Search string "applying": state how many lines in the material below contain it, and nothing else.
◇ ◇ ◇ ◇ ◇ ◇ ◇
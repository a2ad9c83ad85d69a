//! Contract-based validation for moves.
//!
//! Contracts define correctness through preconditions and postconditions:
//! {P(state, move)} apply {Q(before, after)}.

use super::invariants::{GameInvariants, InvariantSet};
use super::{EngineError, GameState, GameStatus, Move, MoveRejection};
use tracing::{instrument, warn};

/// A contract defines preconditions and postconditions for state transitions.
pub trait Contract<S, A> {
    /// Checks preconditions before applying the action.
    fn pre(state: &S, action: &A) -> Result<(), EngineError>;

    /// Checks postconditions after applying the action.
    fn post(before: &S, after: &S) -> Result<(), EngineError>;
}

/// Precondition: the game is in progress and it is the mover's turn.
pub struct MarksTurn;

impl MarksTurn {
    /// Checks the status against the moving mark.
    #[instrument(skip(state))]
    pub fn check(mov: &Move, state: &GameState) -> Result<(), EngineError> {
        match state.status() {
            GameStatus::InProgress(turn) if *turn == mov.mark => Ok(()),
            GameStatus::InProgress(_) => {
                Err(EngineError::InvalidMove(MoveRejection::WrongTurn(mov.mark)))
            }
            GameStatus::Won(_) | GameStatus::Draw => {
                Err(EngineError::InvalidMove(MoveRejection::GameOver))
            }
        }
    }
}

/// Precondition: the target cell is empty.
pub struct CellIsEmpty;

impl CellIsEmpty {
    /// Checks the target cell.
    #[instrument(skip(state))]
    pub fn check(mov: &Move, state: &GameState) -> Result<(), EngineError> {
        if state.board().is_empty(mov.position) {
            Ok(())
        } else {
            Err(EngineError::InvalidMove(MoveRejection::CellOccupied(
                mov.position,
            )))
        }
    }
}

/// Contract for placing a mark.
///
/// Preconditions:
/// - Game in progress and mover's turn
/// - Target cell empty
///
/// Postconditions:
/// - All [`GameInvariants`] hold
pub struct MoveContract;

impl Contract<GameState, Move> for MoveContract {
    fn pre(state: &GameState, action: &Move) -> Result<(), EngineError> {
        MarksTurn::check(action, state)?;
        CellIsEmpty::check(action, state)
    }

    fn post(_before: &GameState, after: &GameState) -> Result<(), EngineError> {
        GameInvariants::check_all(after).map_err(|violations| {
            let descriptions = violations
                .iter()
                .map(|v| v.description.as_str())
                .collect::<Vec<_>>()
                .join("; ");
            warn!(%descriptions, "Postcondition failed");
            EngineError::InvariantViolation(format!("Postcondition failed: {}", descriptions))
        })
    }
}

#[cfg(test)]
mod tests {
    use super::*;
    use crate::{Cell, Mark, Position, RuleMode};

    #[test]
    fn test_precondition_empty_square() {
        let state = GameState::new(RuleMode::Classic);
        let action = Move::new(Mark::X, Position::Center);
        assert!(MoveContract::pre(&state, &action).is_ok());
    }

    #[test]
    fn test_precondition_occupied_square() {
        let mut state = GameState::new(RuleMode::Classic);
        state.apply(Move::new(Mark::X, Position::Center)).unwrap();
        assert_eq!(
            MoveContract::pre(&state, &Move::new(Mark::O, Position::Center)),
            Err(EngineError::InvalidMove(MoveRejection::CellOccupied(
                Position::Center
            )))
        );
    }

    #[test]
    fn test_precondition_wrong_turn() {
        let state = GameState::new(RuleMode::Limited);
        assert_eq!(
            MoveContract::pre(&state, &Move::new(Mark::O, Position::Center)),
            Err(EngineError::InvalidMove(MoveRejection::WrongTurn(Mark::O)))
        );
    }

    #[test]
    fn test_precondition_game_over() {
        let mut state = GameState::new(RuleMode::Classic);
        for (mark, pos) in [
            (Mark::X, Position::TopLeft),
            (Mark::O, Position::Center),
            (Mark::X, Position::TopCenter),
            (Mark::O, Position::BottomLeft),
            (Mark::X, Position::TopRight),
        ] {
            state.apply(Move::new(mark, pos)).unwrap();
        }
        assert!(state.is_over());
        assert_eq!(
            MoveContract::pre(&state, &Move::new(Mark::O, Position::BottomRight)),
            Err(EngineError::InvalidMove(MoveRejection::GameOver))
        );
    }

    #[test]
    fn test_postcondition_holds_after_move() {
        let before = GameState::new(RuleMode::Classic);
        let mut after = before.clone();
        after.apply(Move::new(Mark::X, Position::Center)).unwrap();
        assert!(MoveContract::post(&before, &after).is_ok());
    }

    #[test]
    fn test_postcondition_detects_corruption() {
        let before = GameState::new(RuleMode::Classic);
        let mut after = before.clone();
        after.apply(Move::new(Mark::X, Position::Center)).unwrap();
        after.board.cells_mut()[0] = Cell::Marked(Mark::O);
        assert!(matches!(
            MoveContract::post(&before, &after),
            Err(EngineError::InvariantViolation(_))
        ));
    }
}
◇ ◇ ◇ ◇ ◇ ◇ ◇
EXERCISE RESULT — 2